◆ EXERCISE AIM
Report only the number of lines in the following entries where the word "signature" occurs.
[Start of Attachment]
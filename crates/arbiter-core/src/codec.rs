//! ============================================================================
//! Attestation Data Codec
//! ============================================================================
//! ABI-style tuple encoding for the records carried in attestation data:
//! - Demand: (string provider, string model, string promptTemplate, string demand)
//! - Obligation payload: (string item)
//! - Escrow terms: (address arbiter, bytes demand)
//! - Decision: (bool decision)
//!
//! Dynamic tuples are prefixed with a 0x20 offset word, matching what an
//! `abi.encode(struct)` call produces on-chain.
//! ============================================================================

use once_cell::sync::Lazy;
use sha2::{Digest, Sha256};

use crate::types::*;

const WORD: usize = 32;

/// Schema id of the obligation payload `{item: string}`
pub static OBLIGATION_SCHEMA: Lazy<Uid> = Lazy::new(|| schema_id("string item"));

/// Schema id of escrow attestations
pub static ESCROW_SCHEMA: Lazy<Uid> = Lazy::new(|| schema_id("address arbiter, bytes demand"));

/// Schema id of decision attestations
pub static DECISION_SCHEMA: Lazy<Uid> = Lazy::new(|| schema_id("bool decision"));

/// Derive a schema id from its field signature
pub fn schema_id(signature: &str) -> Uid {
    Uid(Sha256::digest(signature.as_bytes()).into())
}

// ============================================================================
// Public record codecs
// ============================================================================

/// Encode a demand. No content validation: empty strings are encoded as-is.
pub fn encode_demand(demand: &Demand) -> Vec<u8> {
    encode_dynamic_tuple(&[
        Token::Bytes(demand.provider.as_bytes()),
        Token::Bytes(demand.model.as_bytes()),
        Token::Bytes(demand.prompt_template.as_bytes()),
        Token::Bytes(demand.demand_text.as_bytes()),
    ])
}

/// Decode and validate a demand.
///
/// Structural failures surface as [`OracleError::Decode`]; demands that decode
/// but carry NUL bytes or empty required fields surface as
/// [`OracleError::MalformedDemand`].
pub fn decode_demand(data: &[u8]) -> Result<Demand, OracleError> {
    let demand = decode_demand_unchecked(data)?;
    demand.validate()?;
    Ok(demand)
}

/// Structural decode only
pub fn decode_demand_unchecked(data: &[u8]) -> Result<Demand, OracleError> {
    let reader = TupleReader::dynamic(data, 4)?;
    Ok(Demand {
        provider: reader.string(0)?,
        model: reader.string(1)?,
        prompt_template: reader.string(2)?,
        demand_text: reader.string(3)?,
    })
}

pub fn encode_obligation_item(item: &str) -> Vec<u8> {
    encode_dynamic_tuple(&[Token::Bytes(item.as_bytes())])
}

pub fn decode_obligation_item(data: &[u8]) -> Result<String, OracleError> {
    TupleReader::dynamic(data, 1)?.string(0)
}

pub fn encode_escrow_terms(terms: &EscrowTerms) -> Vec<u8> {
    encode_dynamic_tuple(&[Token::Address(&terms.arbiter), Token::Bytes(&terms.demand)])
}

pub fn decode_escrow_terms(data: &[u8]) -> Result<EscrowTerms, OracleError> {
    let reader = TupleReader::dynamic(data, 2)?;
    Ok(EscrowTerms {
        arbiter: reader.address(0)?,
        demand: reader.bytes(1)?.to_vec(),
    })
}

pub fn encode_decision(decision: bool) -> Vec<u8> {
    encode_tuple(&[Token::Bool(decision)])
}

pub fn decode_decision(data: &[u8]) -> Result<bool, OracleError> {
    TupleReader::fixed(data, 1)?.bool(0)
}

// ============================================================================
// Encoding
// ============================================================================

enum Token<'a> {
    Address(&'a Address),
    Bool(bool),
    /// `bytes` or UTF-8 `string`
    Bytes(&'a [u8]),
}

fn padded_len(len: usize) -> usize {
    len.div_ceil(WORD) * WORD
}

fn uint_word(value: u64) -> [u8; WORD] {
    let mut word = [0u8; WORD];
    word[WORD - 8..].copy_from_slice(&value.to_be_bytes());
    word
}

fn encode_tuple(tokens: &[Token<'_>]) -> Vec<u8> {
    let head_len = tokens.len() * WORD;
    let mut head = Vec::with_capacity(head_len);
    let mut tail = Vec::new();

    for token in tokens {
        match token {
            Token::Address(addr) => {
                head.extend_from_slice(&[0u8; WORD - Address::LEN]);
                head.extend_from_slice(addr.as_bytes());
            }
            Token::Bool(b) => head.extend_from_slice(&uint_word(*b as u64)),
            Token::Bytes(bytes) => {
                head.extend_from_slice(&uint_word((head_len + tail.len()) as u64));
                tail.extend_from_slice(&uint_word(bytes.len() as u64));
                tail.extend_from_slice(bytes);
                tail.resize(tail.len() + padded_len(bytes.len()) - bytes.len(), 0);
            }
        }
    }

    head.extend(tail);
    head
}

fn encode_dynamic_tuple(tokens: &[Token<'_>]) -> Vec<u8> {
    let mut out = uint_word(WORD as u64).to_vec();
    out.extend(encode_tuple(tokens));
    out
}

// ============================================================================
// Decoding
// ============================================================================

struct TupleReader<'a> {
    body: &'a [u8],
    fields: usize,
}

impl<'a> TupleReader<'a> {
    /// Tuple preceded by its 0x20 offset word
    fn dynamic(data: &'a [u8], fields: usize) -> Result<Self, OracleError> {
        if data.len() % WORD != 0 {
            return Err(decode_err(format!(
                "length {} is not a multiple of {}",
                data.len(),
                WORD
            )));
        }
        if data.len() < WORD {
            return Err(decode_err("missing tuple offset word"));
        }
        let offset = read_uint(&data[..WORD])?;
        if offset != WORD {
            return Err(decode_err(format!("unexpected tuple offset {}", offset)));
        }
        let body = &data[WORD..];
        if body.len() < fields * WORD {
            return Err(decode_err(format!(
                "expected {} head words, found {}",
                fields,
                body.len() / WORD
            )));
        }
        Ok(Self { body, fields })
    }

    /// Tuple of static fields, exact length
    fn fixed(data: &'a [u8], fields: usize) -> Result<Self, OracleError> {
        if data.len() != fields * WORD {
            return Err(decode_err(format!(
                "expected {} bytes, found {}",
                fields * WORD,
                data.len()
            )));
        }
        Ok(Self { body: data, fields })
    }

    fn word(&self, index: usize) -> &'a [u8] {
        &self.body[index * WORD..(index + 1) * WORD]
    }

    fn bytes(&self, index: usize) -> Result<&'a [u8], OracleError> {
        let offset = read_uint(self.word(index))?;
        if offset % WORD != 0 || offset < self.fields * WORD {
            return Err(decode_err(format!("field {} has invalid offset {}", index, offset)));
        }
        let len_end = offset
            .checked_add(WORD)
            .filter(|end| *end <= self.body.len())
            .ok_or_else(|| decode_err(format!("field {} offset out of bounds", index)))?;
        let len = read_uint(&self.body[offset..len_end])?;
        if len > self.body.len() {
            return Err(decode_err(format!("field {} length {} out of bounds", index, len)));
        }
        let padded_end = len_end
            .checked_add(padded_len(len))
            .filter(|end| *end <= self.body.len())
            .ok_or_else(|| decode_err(format!("field {} length {} out of bounds", index, len)))?;
        let end = len_end + len;
        if self.body[end..padded_end].iter().any(|b| *b != 0) {
            return Err(decode_err(format!("field {} has non-zero padding", index)));
        }
        Ok(&self.body[len_end..end])
    }

    fn string(&self, index: usize) -> Result<String, OracleError> {
        let bytes = self.bytes(index)?;
        String::from_utf8(bytes.to_vec())
            .map_err(|e| decode_err(format!("field {} is not UTF-8: {}", index, e)))
    }

    fn address(&self, index: usize) -> Result<Address, OracleError> {
        let word = self.word(index);
        let (pad, addr) = word.split_at(WORD - Address::LEN);
        if pad.iter().any(|b| *b != 0) {
            return Err(decode_err(format!("field {} is not an address", index)));
        }
        Address::from_slice(addr)
    }

    fn bool(&self, index: usize) -> Result<bool, OracleError> {
        match read_uint(self.word(index))? {
            0 => Ok(false),
            1 => Ok(true),
            other => Err(decode_err(format!("field {} is not a bool: {}", index, other))),
        }
    }
}

fn read_uint(word: &[u8]) -> Result<usize, OracleError> {
    let (high, low) = word.split_at(WORD - 8);
    if high.iter().any(|b| *b != 0) {
        return Err(decode_err("integer word exceeds 64 bits"));
    }
    let mut buf = [0u8; 8];
    buf.copy_from_slice(low);
    usize::try_from(u64::from_be_bytes(buf)).map_err(|_| decode_err("integer word exceeds usize"))
}

fn decode_err(msg: impl Into<String>) -> OracleError {
    OracleError::Decode(msg.into())
}

#[cfg(test)]
mod tests {
    use super::*;

    fn sample() -> Demand {
        Demand {
            provider: "OpenAI".into(),
            model: "gpt-4o-mini".into(),
            prompt_template: "Demand: {{demand}}\nFulfillment: {{obligation}}".into(),
            demand_text: "The sky is blue".into(),
        }
    }

    #[test]
    fn test_demand_roundtrip() {
        let demands = [
            sample(),
            Demand {
                provider: String::new(),
                prompt_template: String::new(),
                ..sample()
            },
            Demand {
                demand_text: "ünïcødé ✓ and a string that is definitely longer than one word".into(),
                ..sample()
            },
        ];
        for demand in demands {
            let encoded = encode_demand(&demand);
            assert_eq!(encoded.len() % 32, 0);
            assert_eq!(decode_demand(&encoded).unwrap(), demand);
        }
    }

    #[test]
    fn test_demand_layout() {
        let encoded = encode_demand(&sample());
        // outer offset, then four head offsets relative to the tuple body
        assert_eq!(read_uint(&encoded[0..32]).unwrap(), 32);
        assert_eq!(read_uint(&encoded[32..64]).unwrap(), 128);
        // "OpenAI" occupies length word + one data word
        assert_eq!(read_uint(&encoded[64..96]).unwrap(), 192);
        assert_eq!(read_uint(&encoded[160..192]).unwrap(), 6);
        assert_eq!(&encoded[192..198], b"OpenAI");
    }

    #[test]
    fn test_encoding_is_deterministic() {
        assert_eq!(encode_demand(&sample()), encode_demand(&sample()));
    }

    #[test]
    fn test_non_tuple_bytes_are_decode_errors() {
        let mut wrong_offset = encode_demand(&sample());
        wrong_offset[31] = 0x40;

        let mut truncated = encode_demand(&sample());
        truncated.truncate(truncated.len() - 32);

        let mut dirty_padding = encode_demand(&sample());
        // byte right after "OpenAI" inside its padded word
        dirty_padding[32 + 160 + 6] = 0xff;

        let single_field = encode_obligation_item("only one field");

        let cases: Vec<Vec<u8>> = vec![
            vec![],
            b"hello world".to_vec(),
            vec![0u8; 32],
            vec![0xffu8; 160],
            wrong_offset,
            truncated,
            dirty_padding,
            single_field,
        ];

        for bytes in cases {
            let err = decode_demand(&bytes).unwrap_err();
            assert_eq!(err.kind(), "decode_error", "input {:?}", hex::encode(&bytes));
        }
    }

    #[test]
    fn test_invalid_utf8_is_decode_error() {
        let raw = encode_dynamic_tuple(&[
            Token::Bytes(b"OpenAI"),
            Token::Bytes(&[0xc3, 0x28]),
            Token::Bytes(b"t"),
            Token::Bytes(b"d"),
        ]);
        assert_eq!(decode_demand(&raw).unwrap_err().kind(), "decode_error");
    }

    #[test]
    fn test_nul_in_model_is_malformed() {
        let demand = Demand {
            model: "gpt-4o\0\0\0".into(),
            ..sample()
        };
        let encoded = encode_demand(&demand);
        // structurally fine
        assert_eq!(decode_demand_unchecked(&encoded).unwrap(), demand);
        assert_eq!(decode_demand(&encoded).unwrap_err().kind(), "malformed_demand");
    }

    #[test]
    fn test_empty_demand_text_is_malformed() {
        let demand = Demand {
            demand_text: String::new(),
            ..sample()
        };
        let err = decode_demand(&encode_demand(&demand)).unwrap_err();
        assert!(matches!(err, OracleError::MalformedDemand(_)));
    }

    #[test]
    fn test_escrow_terms_roundtrip() {
        let terms = EscrowTerms {
            arbiter: Address([0x11; 20]),
            demand: encode_demand(&sample()),
        };
        let decoded = decode_escrow_terms(&encode_escrow_terms(&terms)).unwrap();
        assert_eq!(decoded, terms);
    }

    #[test]
    fn test_obligation_item_and_decision() {
        let item = "The sky appears blue today";
        assert_eq!(decode_obligation_item(&encode_obligation_item(item)).unwrap(), item);
        assert!(decode_decision(&encode_decision(true)).unwrap());
        assert!(!decode_decision(&encode_decision(false)).unwrap());
        assert!(decode_decision(&uint_word(2)).is_err());
    }

    #[test]
    fn test_schema_ids_are_distinct() {
        assert_ne!(*OBLIGATION_SCHEMA, *ESCROW_SCHEMA);
        assert_ne!(*ESCROW_SCHEMA, *DECISION_SCHEMA);
        assert_eq!(*OBLIGATION_SCHEMA, schema_id("string item"));
    }
}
[End of Attachment]
◆ FINISHED EXERCISE
3